### Activity
What comes back must be the data itself, retyped exactly.

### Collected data

#####

//! # Pipeline Configuration System
//!
//! Layered configuration for the venture pipeline: a base YAML file, an optional
//! environment overlay, then `VENTURE__`-prefixed environment variables.
//!
//! ## Usage
//!
//! ```rust,no_run
//! use venture_pipeline::config::ConfigManager;
//!
//! # fn main() -> Result<(), Box<dyn std::error::Error>> {
//! let manager = ConfigManager::load()?;
//!
//! let poll_interval = manager.config().scheduler.poll_interval();
//! let max_concurrent = manager.config().orchestrator.max_concurrent;
//! # Ok(())
//! # }
//! ```

pub mod error;
pub mod loader;

use crate::contracts::EnforcementMode;
use serde::{Deserialize, Serialize};
use std::path::PathBuf;
use std::time::Duration;

pub use error::{ConfigResult, ConfigurationError};
pub use loader::ConfigManager;

/// Root configuration structure mirroring `config/base.yaml`
#[derive(Debug, Clone, Default, Deserialize, Serialize)]
#[serde(default)]
pub struct PipelineConfig {
    /// Master scheduler polling and batching
    pub scheduler: SchedulerConfig,

    /// Admission control for the work orchestrator
    pub orchestrator: OrchestratorConfig,

    /// Event router handler settings
    pub router: RouterConfig,

    /// Circuit breaker wrapped around each scheduling cycle
    pub circuit_breaker: CircuitBreakerConfig,

    /// Stage contract source and enforcement
    pub contracts: ContractsConfig,

    /// Lifecycle event channel
    pub events: EventsConfig,
}

#[derive(Debug, Clone, Deserialize, Serialize)]
#[serde(default)]
pub struct SchedulerConfig {
    pub poll_interval_seconds: u64,
    pub dispatch_batch_size: usize,
    /// Batch size for the single trial cycle while half-open
    pub half_open_batch_size: usize,
}

impl SchedulerConfig {
    pub fn poll_interval(&self) -> Duration {
        Duration::from_secs(self.poll_interval_seconds)
    }
}

impl Default for SchedulerConfig {
    fn default() -> Self {
        Self {
            poll_interval_seconds: 30,
            dispatch_batch_size: 10,
            half_open_batch_size: 1,
        }
    }
}

#[derive(Debug, Clone, Deserialize, Serialize)]
#[serde(default)]
pub struct OrchestratorConfig {
    pub max_concurrent: usize,
}

impl Default for OrchestratorConfig {
    fn default() -> Self {
        Self { max_concurrent: 5 }
    }
}

#[derive(Debug, Clone, Deserialize, Serialize)]
#[serde(default)]
pub struct RouterConfig {
    pub handler_timeout_ms: u64,
}

impl RouterConfig {
    pub fn handler_timeout(&self) -> Duration {
        Duration::from_millis(self.handler_timeout_ms)
    }
}

impl Default for RouterConfig {
    fn default() -> Self {
        Self {
            handler_timeout_ms: 30_000,
        }
    }
}

/// Scheduler circuit breaker configuration
#[derive(Debug, Clone, Deserialize, Serialize)]
#[serde(default)]
pub struct CircuitBreakerConfig {
    /// Consecutive failing cycles before the circuit opens
    pub failure_threshold: u32,
    /// Seconds the circuit stays open before a half-open trial
    pub cooldown_seconds: u64,
}

impl CircuitBreakerConfig {
    pub fn cooldown(&self) -> Duration {
        Duration::from_secs(self.cooldown_seconds)
    }
}

impl Default for CircuitBreakerConfig {
    fn default() -> Self {
        Self {
            failure_threshold: 3,
            cooldown_seconds: 60,
        }
    }
}

#[derive(Debug, Clone, Deserialize, Serialize)]
#[serde(default)]
pub struct ContractsConfig {
    pub path: PathBuf,
    pub enforcement: EnforcementMode,
}

impl Default for ContractsConfig {
    fn default() -> Self {
        Self {
            path: PathBuf::from("config/stage_contracts.yaml"),
            enforcement: EnforcementMode::Strict,
        }
    }
}

#[derive(Debug, Clone, Deserialize, Serialize)]
#[serde(default)]
pub struct EventsConfig {
    pub channel_capacity: usize,
}

impl Default for EventsConfig {
    fn default() -> Self {
        Self {
            channel_capacity: 1000,
        }
    }
}

impl PipelineConfig {
    /// Reject values that would stall or disable the pipeline
    pub fn validate(&self) -> ConfigResult<()> {
        let checks: [(&str, u64); 7] = [
            (
                "scheduler.poll_interval_seconds",
                self.scheduler.poll_interval_seconds,
            ),
            (
                "scheduler.dispatch_batch_size",
                self.scheduler.dispatch_batch_size as u64,
            ),
            (
                "scheduler.half_open_batch_size",
                self.scheduler.half_open_batch_size as u64,
            ),
            (
                "orchestrator.max_concurrent",
                self.orchestrator.max_concurrent as u64,
            ),
            ("router.handler_timeout_ms", self.router.handler_timeout_ms),
            (
                "circuit_breaker.failure_threshold",
                u64::from(self.circuit_breaker.failure_threshold),
            ),
            (
                "circuit_breaker.cooldown_seconds",
                self.circuit_breaker.cooldown_seconds,
            ),
        ];

        for (field, value) in checks {
            if value == 0 {
                return Err(ConfigurationError::validation(
                    field,
                    "must be greater than 0",
                ));
            }
        }

        if self.scheduler.half_open_batch_size > self.scheduler.dispatch_batch_size {
            return Err(ConfigurationError::invalid_value(
                "scheduler.half_open_batch_size",
                self.scheduler.half_open_batch_size.to_string(),
                "must not exceed scheduler.dispatch_batch_size",
            ));
        }

        if self.events.channel_capacity == 0 {
            return Err(ConfigurationError::validation(
                "events.channel_capacity",
                "must be greater than 0",
            ));
        }

        Ok(())
    }
}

#####

### Response
//! # Pipeline Configuration System
//!
//! Layered configuration for the venture pipeline: a base YAML file, an optional
//! environment overlay, then `VENTURE__`-prefixed environment variables.
//!
//! ## Usage
//!
//! ```rust,no_run
//! use venture_pipeline::config::ConfigManager;
//!
//! # fn main() -> Result<(), Box<dyn std::error::Error>> {
//! let manager = ConfigManager::load()?;
//!
//! let poll_interval = manager.config().scheduler.poll_interval();
//! let max_concurrent = manager.config().orchestrator.max_concurrent;
//! # Ok(())
//! # }
//! ```

pub mod error;
pub mod loader;

use crate::contracts::EnforcementMode;
use serde::{Deserialize, Serialize};
use std::path::PathBuf;
use std::time::Duration;

pub use error::{ConfigResult, ConfigurationError};
pub use loader::ConfigManager;

/// Root configuration structure mirroring `config/base.yaml`
#[derive(Debug, Clone, Default, Deserialize, Serialize)]
#[serde(default)]
pub struct PipelineConfig {
    /// Master scheduler polling and batching
    pub scheduler: SchedulerConfig,

    /// Admission control for the work orchestrator
    pub orchestrator: OrchestratorConfig,

    /// Event router handler settings
    pub router: RouterConfig,

    /// Circuit breaker wrapped around each scheduling cycle
    pub circuit_breaker: CircuitBreakerConfig,

    /// Stage contract source and enforcement
    pub contracts: ContractsConfig,

    /// Lifecycle event channel
    pub events: EventsConfig,
}

#[derive(Debug, Clone, Deserialize, Serialize)]
#[serde(default)]
pub struct SchedulerConfig {
    pub poll_interval_seconds: u64,
    pub dispatch_batch_size: usize,
    /// Batch size for the single trial cycle while half-open
    pub half_open_batch_size: usize,
}

impl SchedulerConfig {
    pub fn poll_interval(&self) -> Duration {
        Duration::from_secs(self.poll_interval_seconds)
    }
}

impl Default for SchedulerConfig {
    fn default() -> Self {
        Self {
            poll_interval_seconds: 30,
            dispatch_batch_size: 10,
            half_open_batch_size: 1,
        }
    }
}

#[derive(Debug, Clone, Deserialize, Serialize)]
#[serde(default)]
pub struct OrchestratorConfig {
    pub max_concurrent: usize,
}

impl Default for OrchestratorConfig {
    fn default() -> Self {
        Self { max_concurrent: 5 }
    }
}

#[derive(Debug, Clone, Deserialize, Serialize)]
#[serde(default)]
pub struct RouterConfig {
    pub handler_timeout_ms: u64,
}

impl RouterConfig {
    pub fn handler_timeout(&self) -> Duration {
        Duration::from_millis(self.handler_timeout_ms)
    }
}

impl Default for RouterConfig {
    fn default() -> Self {
        Self {
            handler_timeout_ms: 30_000,
        }
    }
}

/// Scheduler circuit breaker configuration
#[derive(Debug, Clone, Deserialize, Serialize)]
#[serde(default)]
pub struct CircuitBreakerConfig {
    /// Consecutive failing cycles before the circuit opens
    pub failure_threshold: u32,
    /// Seconds the circuit stays open before a half-open trial
    pub cooldown_seconds: u64,
}

impl CircuitBreakerConfig {
    pub fn cooldown(&self) -> Duration {
        Duration::from_secs(self.cooldown_seconds)
    }
}

impl Default for CircuitBreakerConfig {
    fn default() -> Self {
        Self {
            failure_threshold: 3,
            cooldown_seconds: 60,
        }
    }
}

#[derive(Debug, Clone, Deserialize, Serialize)]
#[serde(default)]
pub struct ContractsConfig {
    pub path: PathBuf,
    pub enforcement: EnforcementMode,
}

impl Default for ContractsConfig {
    fn default() -> Self {
        Self {
            path: PathBuf::from("config/stage_contracts.yaml"),
            enforcement: EnforcementMode::Strict,
        }
    }
}

#[derive(Debug, Clone, Deserialize, Serialize)]
#[serde(default)]
pub struct EventsConfig {
    pub channel_capacity: usize,
}

impl Default for EventsConfig {
    fn default() -> Self {
        Self {
            channel_capacity: 1000,
        }
    }
}

impl PipelineConfig {
    /// Reject values that would stall or disable the pipeline
    pub fn validate(&self) -> ConfigResult<()> {
        let checks: [(&str, u64); 7] = [
            (
                "scheduler.poll_interval_seconds",
                self.scheduler.poll_interval_seconds,
            ),
            (
                "scheduler.dispatch_batch_size",
                self.scheduler.dispatch_batch_size as u64,
            ),
            (
                "scheduler.half_open_batch_size",
                self.scheduler.half_open_batch_size as u64,
            ),
            (
                "orchestrator.max_concurrent",
                self.orchestrator.max_concurrent as u64,
            ),
            ("router.handler_timeout_ms", self.router.handler_timeout_ms),
            (
                "circuit_breaker.failure_threshold",
                u64::from(self.circuit_breaker.failure_threshold),
            ),
            (
                "circuit_breaker.cooldown_seconds",
                self.circuit_breaker.cooldown_seconds,
            ),
        ];

        for (field, value) in checks {
            if value == 0 {
                return Err(ConfigurationError::validation(
                    field,
                    "must be greater than 0",
                ));
            }
        }

        if self.scheduler.half_open_batch_size > self.scheduler.dispatch_batch_size {
            return Err(ConfigurationError::invalid_value(
                "scheduler.half_open_batch_size",
                self.scheduler.half_open_batch_size.to_string(),
                "must not exceed scheduler.dispatch_batch_size",
            ));
        }

        if self.events.channel_capacity == 0 {
            return Err(ConfigurationError::validation(
                "events.channel_capacity",
                "must be greater than 0",
            ));
        }

        Ok(())
    }
}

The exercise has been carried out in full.